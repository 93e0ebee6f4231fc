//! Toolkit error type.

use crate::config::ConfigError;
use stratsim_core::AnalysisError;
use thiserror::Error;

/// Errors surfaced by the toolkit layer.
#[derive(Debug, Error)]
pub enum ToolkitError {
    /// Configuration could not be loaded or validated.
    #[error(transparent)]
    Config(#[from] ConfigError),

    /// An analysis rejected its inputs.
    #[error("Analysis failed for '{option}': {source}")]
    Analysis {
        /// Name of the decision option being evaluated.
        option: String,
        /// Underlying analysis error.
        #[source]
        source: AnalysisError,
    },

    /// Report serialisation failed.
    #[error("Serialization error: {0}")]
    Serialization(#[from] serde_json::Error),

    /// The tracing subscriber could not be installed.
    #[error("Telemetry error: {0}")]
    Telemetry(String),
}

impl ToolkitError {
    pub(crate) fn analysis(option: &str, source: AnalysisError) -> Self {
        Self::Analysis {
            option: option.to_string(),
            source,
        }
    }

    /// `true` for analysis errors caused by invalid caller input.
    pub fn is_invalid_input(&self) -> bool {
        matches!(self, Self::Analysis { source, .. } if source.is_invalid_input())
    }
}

--

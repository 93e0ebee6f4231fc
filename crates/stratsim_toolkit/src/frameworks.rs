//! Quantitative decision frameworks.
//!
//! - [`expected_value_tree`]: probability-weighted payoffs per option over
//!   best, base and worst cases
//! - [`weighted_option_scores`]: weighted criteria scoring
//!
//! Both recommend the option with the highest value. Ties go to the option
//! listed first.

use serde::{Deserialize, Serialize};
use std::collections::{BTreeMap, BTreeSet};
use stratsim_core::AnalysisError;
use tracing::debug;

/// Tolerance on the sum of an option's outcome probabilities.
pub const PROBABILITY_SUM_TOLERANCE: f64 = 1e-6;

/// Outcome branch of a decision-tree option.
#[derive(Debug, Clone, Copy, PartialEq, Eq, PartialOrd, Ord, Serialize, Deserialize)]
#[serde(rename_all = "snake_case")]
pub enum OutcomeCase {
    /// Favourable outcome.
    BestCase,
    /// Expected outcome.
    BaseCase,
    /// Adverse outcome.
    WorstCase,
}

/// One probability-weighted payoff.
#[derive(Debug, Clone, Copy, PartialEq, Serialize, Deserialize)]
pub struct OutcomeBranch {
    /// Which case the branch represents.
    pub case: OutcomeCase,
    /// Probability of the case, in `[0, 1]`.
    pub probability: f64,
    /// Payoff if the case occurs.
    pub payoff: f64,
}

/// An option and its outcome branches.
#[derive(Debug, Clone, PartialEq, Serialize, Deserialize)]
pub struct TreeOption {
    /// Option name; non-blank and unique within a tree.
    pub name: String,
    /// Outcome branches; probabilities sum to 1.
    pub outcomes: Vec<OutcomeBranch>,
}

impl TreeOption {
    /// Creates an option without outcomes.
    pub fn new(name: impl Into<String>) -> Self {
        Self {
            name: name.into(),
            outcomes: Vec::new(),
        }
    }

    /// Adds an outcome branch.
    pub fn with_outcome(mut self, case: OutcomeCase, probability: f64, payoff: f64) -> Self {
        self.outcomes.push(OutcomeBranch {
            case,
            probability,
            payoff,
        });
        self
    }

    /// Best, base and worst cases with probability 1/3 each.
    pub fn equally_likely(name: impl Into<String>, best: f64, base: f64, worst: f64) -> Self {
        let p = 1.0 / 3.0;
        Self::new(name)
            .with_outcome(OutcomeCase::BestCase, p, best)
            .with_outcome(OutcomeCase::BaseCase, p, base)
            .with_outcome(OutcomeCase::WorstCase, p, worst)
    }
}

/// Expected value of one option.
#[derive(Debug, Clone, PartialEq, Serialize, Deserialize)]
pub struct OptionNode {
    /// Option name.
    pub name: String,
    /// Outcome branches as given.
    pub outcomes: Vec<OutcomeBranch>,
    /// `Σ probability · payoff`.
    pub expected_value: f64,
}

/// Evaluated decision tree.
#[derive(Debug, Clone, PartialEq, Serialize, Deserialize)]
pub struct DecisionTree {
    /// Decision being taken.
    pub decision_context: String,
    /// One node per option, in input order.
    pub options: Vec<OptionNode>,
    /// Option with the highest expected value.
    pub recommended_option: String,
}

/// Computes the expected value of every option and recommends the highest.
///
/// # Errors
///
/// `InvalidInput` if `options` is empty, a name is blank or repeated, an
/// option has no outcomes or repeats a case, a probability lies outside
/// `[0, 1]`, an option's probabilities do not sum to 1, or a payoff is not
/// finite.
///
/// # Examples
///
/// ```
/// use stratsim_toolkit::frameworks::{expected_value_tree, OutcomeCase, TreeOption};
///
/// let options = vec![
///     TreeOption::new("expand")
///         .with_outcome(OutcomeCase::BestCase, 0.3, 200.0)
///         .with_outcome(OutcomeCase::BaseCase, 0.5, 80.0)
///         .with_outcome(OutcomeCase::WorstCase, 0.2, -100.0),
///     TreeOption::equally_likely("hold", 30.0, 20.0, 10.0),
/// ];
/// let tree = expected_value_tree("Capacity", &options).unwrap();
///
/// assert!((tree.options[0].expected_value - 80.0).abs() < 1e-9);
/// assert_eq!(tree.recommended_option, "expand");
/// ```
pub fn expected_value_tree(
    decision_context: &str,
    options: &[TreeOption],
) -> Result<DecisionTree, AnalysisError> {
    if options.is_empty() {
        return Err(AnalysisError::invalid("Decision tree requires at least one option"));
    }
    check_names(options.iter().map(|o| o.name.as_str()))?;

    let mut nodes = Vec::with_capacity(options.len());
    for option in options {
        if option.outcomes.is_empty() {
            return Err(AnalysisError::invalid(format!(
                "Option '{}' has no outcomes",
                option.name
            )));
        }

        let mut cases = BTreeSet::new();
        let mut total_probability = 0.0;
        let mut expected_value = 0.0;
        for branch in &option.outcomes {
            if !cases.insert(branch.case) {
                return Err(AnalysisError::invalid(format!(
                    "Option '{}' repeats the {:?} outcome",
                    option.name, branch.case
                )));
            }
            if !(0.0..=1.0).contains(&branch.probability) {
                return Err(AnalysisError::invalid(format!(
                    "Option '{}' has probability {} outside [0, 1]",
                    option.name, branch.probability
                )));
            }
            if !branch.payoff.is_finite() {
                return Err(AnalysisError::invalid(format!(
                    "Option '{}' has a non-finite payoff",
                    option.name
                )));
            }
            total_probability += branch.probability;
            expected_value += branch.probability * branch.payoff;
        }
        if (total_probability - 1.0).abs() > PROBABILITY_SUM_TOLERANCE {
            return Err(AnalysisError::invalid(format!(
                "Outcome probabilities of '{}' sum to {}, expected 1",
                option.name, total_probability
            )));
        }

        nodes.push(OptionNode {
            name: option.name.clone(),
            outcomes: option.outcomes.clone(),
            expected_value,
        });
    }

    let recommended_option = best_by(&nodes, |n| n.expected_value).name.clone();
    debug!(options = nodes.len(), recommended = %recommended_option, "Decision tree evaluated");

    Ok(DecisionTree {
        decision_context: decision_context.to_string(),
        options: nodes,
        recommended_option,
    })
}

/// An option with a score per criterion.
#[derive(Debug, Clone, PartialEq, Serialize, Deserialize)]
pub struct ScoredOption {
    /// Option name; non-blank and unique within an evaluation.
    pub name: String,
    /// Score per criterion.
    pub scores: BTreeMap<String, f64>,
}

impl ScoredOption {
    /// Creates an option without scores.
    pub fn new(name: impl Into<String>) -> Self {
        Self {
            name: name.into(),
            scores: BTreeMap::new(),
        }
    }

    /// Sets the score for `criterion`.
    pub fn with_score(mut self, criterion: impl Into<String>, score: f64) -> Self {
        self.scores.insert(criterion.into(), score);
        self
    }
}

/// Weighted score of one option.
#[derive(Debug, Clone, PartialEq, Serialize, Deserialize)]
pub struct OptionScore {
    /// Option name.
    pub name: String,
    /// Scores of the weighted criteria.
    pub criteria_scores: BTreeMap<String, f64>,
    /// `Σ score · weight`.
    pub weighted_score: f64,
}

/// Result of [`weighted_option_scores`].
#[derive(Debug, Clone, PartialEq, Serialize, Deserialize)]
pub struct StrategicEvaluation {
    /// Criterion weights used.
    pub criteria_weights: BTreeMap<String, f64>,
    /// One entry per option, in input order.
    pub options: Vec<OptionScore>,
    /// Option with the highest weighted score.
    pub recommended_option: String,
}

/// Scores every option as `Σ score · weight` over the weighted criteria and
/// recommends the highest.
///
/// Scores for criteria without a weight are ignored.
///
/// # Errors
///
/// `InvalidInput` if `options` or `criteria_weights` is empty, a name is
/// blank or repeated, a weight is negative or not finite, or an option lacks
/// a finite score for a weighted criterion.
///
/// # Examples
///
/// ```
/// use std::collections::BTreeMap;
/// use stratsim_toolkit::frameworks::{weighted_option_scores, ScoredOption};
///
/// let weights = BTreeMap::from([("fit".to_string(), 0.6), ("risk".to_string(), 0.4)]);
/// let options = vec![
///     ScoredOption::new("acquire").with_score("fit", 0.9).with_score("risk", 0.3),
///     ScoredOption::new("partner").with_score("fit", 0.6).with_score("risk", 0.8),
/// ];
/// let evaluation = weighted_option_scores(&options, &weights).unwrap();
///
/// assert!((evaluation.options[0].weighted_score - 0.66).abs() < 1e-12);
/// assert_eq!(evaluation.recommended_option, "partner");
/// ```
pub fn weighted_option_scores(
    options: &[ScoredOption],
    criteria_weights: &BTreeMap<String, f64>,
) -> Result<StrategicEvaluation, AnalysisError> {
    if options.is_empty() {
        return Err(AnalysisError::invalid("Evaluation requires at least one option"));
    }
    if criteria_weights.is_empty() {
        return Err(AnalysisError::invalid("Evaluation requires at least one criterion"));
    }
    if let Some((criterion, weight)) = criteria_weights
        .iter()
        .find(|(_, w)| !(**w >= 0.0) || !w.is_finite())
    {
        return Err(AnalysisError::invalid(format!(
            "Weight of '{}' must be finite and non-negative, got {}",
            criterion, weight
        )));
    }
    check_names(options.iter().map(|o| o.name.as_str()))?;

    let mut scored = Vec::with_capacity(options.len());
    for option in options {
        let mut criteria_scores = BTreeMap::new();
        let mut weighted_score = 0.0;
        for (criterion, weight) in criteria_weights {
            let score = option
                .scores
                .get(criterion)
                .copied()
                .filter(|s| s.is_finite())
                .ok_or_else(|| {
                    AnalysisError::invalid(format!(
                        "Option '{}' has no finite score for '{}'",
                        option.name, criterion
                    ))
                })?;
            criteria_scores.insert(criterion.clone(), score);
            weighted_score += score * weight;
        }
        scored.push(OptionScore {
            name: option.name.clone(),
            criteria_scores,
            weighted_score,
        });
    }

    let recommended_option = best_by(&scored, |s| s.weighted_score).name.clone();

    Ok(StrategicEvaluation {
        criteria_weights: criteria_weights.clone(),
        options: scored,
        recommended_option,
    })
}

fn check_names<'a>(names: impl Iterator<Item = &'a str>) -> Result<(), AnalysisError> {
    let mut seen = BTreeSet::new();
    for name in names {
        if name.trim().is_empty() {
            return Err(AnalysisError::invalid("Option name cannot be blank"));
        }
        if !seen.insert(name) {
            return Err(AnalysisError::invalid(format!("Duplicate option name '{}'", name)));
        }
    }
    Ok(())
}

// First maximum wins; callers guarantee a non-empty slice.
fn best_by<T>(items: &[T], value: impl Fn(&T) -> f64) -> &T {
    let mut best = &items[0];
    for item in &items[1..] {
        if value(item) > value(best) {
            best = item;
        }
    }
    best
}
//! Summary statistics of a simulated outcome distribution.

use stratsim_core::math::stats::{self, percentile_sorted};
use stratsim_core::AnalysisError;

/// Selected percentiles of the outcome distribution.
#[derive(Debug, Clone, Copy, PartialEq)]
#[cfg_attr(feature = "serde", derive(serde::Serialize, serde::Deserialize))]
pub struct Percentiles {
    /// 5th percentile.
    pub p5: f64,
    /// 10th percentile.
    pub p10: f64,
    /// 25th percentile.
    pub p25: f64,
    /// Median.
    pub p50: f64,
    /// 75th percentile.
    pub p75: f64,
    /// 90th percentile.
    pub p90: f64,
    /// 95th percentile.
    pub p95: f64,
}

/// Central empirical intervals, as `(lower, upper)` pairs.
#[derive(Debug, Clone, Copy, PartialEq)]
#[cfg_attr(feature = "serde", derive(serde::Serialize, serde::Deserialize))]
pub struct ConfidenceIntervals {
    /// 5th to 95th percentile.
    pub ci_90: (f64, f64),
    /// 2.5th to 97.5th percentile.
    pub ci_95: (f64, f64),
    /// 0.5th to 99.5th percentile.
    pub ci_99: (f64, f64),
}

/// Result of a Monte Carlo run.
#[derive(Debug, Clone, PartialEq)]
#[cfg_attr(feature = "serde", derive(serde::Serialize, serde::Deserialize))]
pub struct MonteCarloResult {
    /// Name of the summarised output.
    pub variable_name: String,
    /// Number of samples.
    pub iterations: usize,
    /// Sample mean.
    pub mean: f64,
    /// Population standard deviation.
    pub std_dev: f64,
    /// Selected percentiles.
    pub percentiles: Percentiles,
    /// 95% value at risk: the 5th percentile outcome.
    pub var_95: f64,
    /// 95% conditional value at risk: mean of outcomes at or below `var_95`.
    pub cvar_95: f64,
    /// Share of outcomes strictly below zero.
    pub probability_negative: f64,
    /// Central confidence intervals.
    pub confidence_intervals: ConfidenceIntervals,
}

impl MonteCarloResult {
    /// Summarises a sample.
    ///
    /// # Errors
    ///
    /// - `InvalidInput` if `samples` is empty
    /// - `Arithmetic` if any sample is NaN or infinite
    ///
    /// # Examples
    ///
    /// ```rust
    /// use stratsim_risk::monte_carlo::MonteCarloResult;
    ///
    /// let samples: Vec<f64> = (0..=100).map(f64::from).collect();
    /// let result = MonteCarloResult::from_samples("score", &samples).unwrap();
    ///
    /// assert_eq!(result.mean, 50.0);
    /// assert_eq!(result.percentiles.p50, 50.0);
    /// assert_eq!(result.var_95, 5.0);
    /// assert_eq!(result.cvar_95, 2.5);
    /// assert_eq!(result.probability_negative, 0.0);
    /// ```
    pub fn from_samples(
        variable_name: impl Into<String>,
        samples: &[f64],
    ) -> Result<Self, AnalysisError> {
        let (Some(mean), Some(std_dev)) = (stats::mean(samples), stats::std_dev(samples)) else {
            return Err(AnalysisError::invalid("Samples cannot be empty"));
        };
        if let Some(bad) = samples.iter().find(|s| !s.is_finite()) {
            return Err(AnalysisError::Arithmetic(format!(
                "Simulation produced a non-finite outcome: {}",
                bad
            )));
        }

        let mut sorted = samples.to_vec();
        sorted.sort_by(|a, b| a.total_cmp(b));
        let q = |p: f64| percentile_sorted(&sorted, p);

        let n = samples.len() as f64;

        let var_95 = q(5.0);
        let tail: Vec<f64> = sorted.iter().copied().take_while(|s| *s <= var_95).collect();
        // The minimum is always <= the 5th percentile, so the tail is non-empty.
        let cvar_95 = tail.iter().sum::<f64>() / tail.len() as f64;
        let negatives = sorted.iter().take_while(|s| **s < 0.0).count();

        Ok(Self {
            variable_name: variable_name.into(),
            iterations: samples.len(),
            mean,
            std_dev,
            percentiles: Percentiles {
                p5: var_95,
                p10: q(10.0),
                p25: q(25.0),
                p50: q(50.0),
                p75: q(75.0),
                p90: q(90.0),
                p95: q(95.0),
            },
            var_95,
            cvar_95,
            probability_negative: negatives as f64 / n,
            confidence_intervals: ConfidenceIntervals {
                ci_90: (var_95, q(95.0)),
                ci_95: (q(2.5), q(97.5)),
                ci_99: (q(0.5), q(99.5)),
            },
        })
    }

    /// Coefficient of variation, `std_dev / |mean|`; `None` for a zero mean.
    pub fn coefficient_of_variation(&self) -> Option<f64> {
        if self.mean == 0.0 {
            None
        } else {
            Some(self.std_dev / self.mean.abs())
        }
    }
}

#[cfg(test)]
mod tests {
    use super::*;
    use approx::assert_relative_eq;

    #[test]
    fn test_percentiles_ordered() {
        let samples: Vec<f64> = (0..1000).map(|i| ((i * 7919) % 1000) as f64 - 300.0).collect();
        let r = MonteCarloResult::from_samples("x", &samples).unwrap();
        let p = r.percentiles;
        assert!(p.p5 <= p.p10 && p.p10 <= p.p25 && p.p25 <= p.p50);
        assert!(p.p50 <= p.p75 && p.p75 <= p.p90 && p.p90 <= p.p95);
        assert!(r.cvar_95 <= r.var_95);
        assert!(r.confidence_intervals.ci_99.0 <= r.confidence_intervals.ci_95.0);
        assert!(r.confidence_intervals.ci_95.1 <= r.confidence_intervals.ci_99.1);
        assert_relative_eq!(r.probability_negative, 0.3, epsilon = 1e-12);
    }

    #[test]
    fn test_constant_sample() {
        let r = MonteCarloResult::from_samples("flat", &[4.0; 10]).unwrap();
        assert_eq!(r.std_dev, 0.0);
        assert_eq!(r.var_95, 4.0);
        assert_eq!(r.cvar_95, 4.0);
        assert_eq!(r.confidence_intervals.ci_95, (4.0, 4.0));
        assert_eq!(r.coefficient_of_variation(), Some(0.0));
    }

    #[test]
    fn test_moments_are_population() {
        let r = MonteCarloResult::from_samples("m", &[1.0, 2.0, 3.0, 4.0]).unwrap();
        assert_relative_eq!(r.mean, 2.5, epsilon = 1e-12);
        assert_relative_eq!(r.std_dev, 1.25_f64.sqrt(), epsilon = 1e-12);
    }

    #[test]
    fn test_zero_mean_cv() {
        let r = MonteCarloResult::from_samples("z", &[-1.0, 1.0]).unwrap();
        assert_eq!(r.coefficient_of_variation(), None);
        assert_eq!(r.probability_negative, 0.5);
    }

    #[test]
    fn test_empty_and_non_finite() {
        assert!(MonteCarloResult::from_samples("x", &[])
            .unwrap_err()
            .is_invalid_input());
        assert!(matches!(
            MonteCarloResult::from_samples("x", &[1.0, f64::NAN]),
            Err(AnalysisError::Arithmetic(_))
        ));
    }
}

Instructions to follow |
In the records above, find the line with "let samples: Vec<f64> = (0..1000).map(|i|"; write out exactly that line and each one after it, stopping after the line with "assert!(p.p5 <= p.p10".

Your solution |
        let samples: Vec<f64> = (0..1000).map(|i| ((i * 7919) % 1000) as f64 - 300.0).collect();
        let r = MonteCarloResult::from_samples("x", &samples).unwrap();
        let p = r.percentiles;
        assert!(p.p5 <= p.p10 && p.p10 <= p.p25 && p.p25 <= p.p50);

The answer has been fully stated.